DATA TO PROCESS —
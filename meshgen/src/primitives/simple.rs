//! Simple primitives: box, sphere, disc

use glam::{DVec3, Vec3};
use std::f64::consts::PI;
use tracing::warn;

use crate::error::{GenerateError, Result};
use crate::generator::{MeshGenerator, check_non_negative};
use crate::types::{Mesh, Primitive};
use crate::uv;

impl MeshGenerator {
    /// Generate an axis-aligned box with faceted normals
    ///
    /// # Arguments
    /// * `size` - Full extents along X, Y and Z (each >= 0.0)
    /// * `with_uv` - Also generate texture coordinates
    ///
    /// # Returns
    /// Mesh with 8 vertices and 12 triangles, tagged `Primitive::Box`
    pub fn generate_box(&mut self, size: DVec3, with_uv: bool) -> Result<Mesh> {
        check_non_negative("box", "size.x", size.x)?;
        check_non_negative("box", "size.y", size.y)?;
        check_non_negative("box", "size.z", size.z)?;

        let half = (size * 0.5).as_vec3();
        let (x, y, z) = (half.x, half.y, half.z);

        let mut mesh = Mesh {
            vertices: vec![
                Vec3::new(x, y, z),
                Vec3::new(-x, y, z),
                Vec3::new(-x, -y, z),
                Vec3::new(x, -y, z),
                Vec3::new(x, y, -z),
                Vec3::new(-x, y, -z),
                Vec3::new(-x, -y, -z),
                Vec3::new(x, -y, -z),
            ],
            triangles: vec![
                [0, 1, 2], [2, 3, 0], // +Z
                [0, 5, 1], [0, 4, 5], // +Y
                [1, 5, 6], [1, 6, 2], // -X
                [2, 6, 7], [2, 7, 3], // -Y
                [3, 7, 4], [3, 4, 0], // +X
                [4, 6, 5], [4, 7, 6], // -Z
            ],
            primitive: Primitive::Box { size },
            ..Mesh::default()
        };

        self.update_bounding_box(&mut mesh);
        self.generate_normals(&mut mesh, 0.0);

        if with_uv {
            uv::box_tex_coords(&mut mesh);
        }

        Ok(mesh)
    }

    /// Generate a UV sphere with smooth normals
    ///
    /// Uses `division_number / 2` latitude bands and `division_number`
    /// longitude steps, with a single vertex at each pole.
    ///
    /// # Returns
    /// Mesh with `(vdn - 1) * hdn + 2` vertices and `2 * (vdn - 1) * hdn`
    /// triangles, tagged `Primitive::Sphere`. Fails if `radius < 0` or the division number
    /// is below 4.
    pub fn generate_sphere(&mut self, radius: f64, with_uv: bool) -> Result<Mesh> {
        check_non_negative("sphere", "radius", radius)?;
        let division_number = self.division_number();
        if division_number < 4 {
            warn!(
                "generate_sphere: division number must be >= 4, got {}",
                division_number
            );
            return Err(GenerateError::TooFewDivisions {
                shape: "sphere",
                division_number,
                minimum: 4,
            });
        }

        let vdn = division_number / 2; // latitude bands
        let hdn = division_number; // longitude steps

        let mut mesh = Mesh::with_capacity((vdn - 1) * hdn + 2, 2 * (vdn - 1) * hdn);

        for i in 1..vdn {
            let tv = i as f64 * PI / vdn as f64;
            for j in 0..hdn {
                let th = j as f64 * 2.0 * PI / hdn as f64;
                mesh.add_vertex(
                    DVec3::new(
                        radius * tv.sin() * th.cos(),
                        radius * tv.cos(),
                        radius * tv.sin() * th.sin(),
                    )
                    .as_vec3(),
                );
            }
        }

        let top = mesh.add_vertex(Vec3::new(0.0, radius as f32, 0.0));
        let bottom = mesh.add_vertex(Vec3::new(0.0, -radius as f32, 0.0));

        let hdn = hdn as u32;

        // Top cap fan
        for i in 0..hdn {
            mesh.add_triangle(top, (i + 1) % hdn, i);
        }

        // Bands, two triangles per quad
        for band in 0..(vdn as u32 - 2) {
            let upper = band * hdn;
            let lower = (band + 1) * hdn;
            for j in 0..hdn {
                let next = (j + 1) % hdn;
                mesh.add_triangle(j + upper, next + lower, j + lower);
                mesh.add_triangle(j + upper, next + upper, next + lower);
            }
        }

        // Bottom cap fan
        let offset = (vdn as u32 - 2) * hdn;
        for i in 0..hdn {
            mesh.add_triangle(bottom, i + offset, (i + 1) % hdn + offset);
        }

        mesh.primitive = Primitive::Sphere { radius };

        self.update_bounding_box(&mut mesh);
        self.generate_normals(&mut mesh, PI);

        if with_uv {
            uv::sphere_tex_coords(&mut mesh, radius);
        }

        Ok(mesh)
    }

    /// Generate a flat annulus in the XZ plane facing +Y
    ///
    /// All triangles share one normal, so the normal filter is bypassed and
    /// the normal is written even when normal generation is disabled.
    ///
    /// # Returns
    /// Mesh with `2 * division_number` vertices and as many triangles. Fails
    /// unless `0 < inner_radius < radius`.
    pub fn generate_disc(&mut self, radius: f64, inner_radius: f64) -> Result<Mesh> {
        if !(inner_radius > 0.0 && radius > inner_radius) {
            warn!(
                "generate_disc: inner radius must be in (0, radius), got {} (radius {})",
                inner_radius, radius
            );
            return Err(GenerateError::InvalidInnerRadius {
                radius,
                inner_radius,
            });
        }

        let n = self.division_number();
        let mut mesh = Mesh::with_capacity(n * 2, n * 2);

        for i in 0..n {
            let angle = i as f64 * 2.0 * PI / n as f64;
            let (z, x) = angle.sin_cos();
            mesh.add_vertex(DVec3::new(inner_radius * x, 0.0, inner_radius * z).as_vec3());
            mesh.add_vertex(DVec3::new(radius * x, 0.0, radius * z).as_vec3());
        }

        let n = n as u32;
        for i in 0..n {
            let current = i * 2;
            let next = ((i + 1) % n) * 2;
            mesh.add_triangle(current, next + 1, current + 1);
            mesh.add_triangle(current, next, next + 1);
        }

        mesh.normals = vec![Vec3::Y];
        mesh.normal_indices = vec![0; mesh.triangles.len() * 3];

        self.update_bounding_box(&mut mesh);

        Ok(mesh)
    }
}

WHAT IS REQUIRED —
I'd like every line with the string "each" copied from the listing.

FINAL ANSWER —
    /// * `size` - Full extents along X, Y and Z (each >= 0.0)
    /// longitude steps, with a single vertex at each pole.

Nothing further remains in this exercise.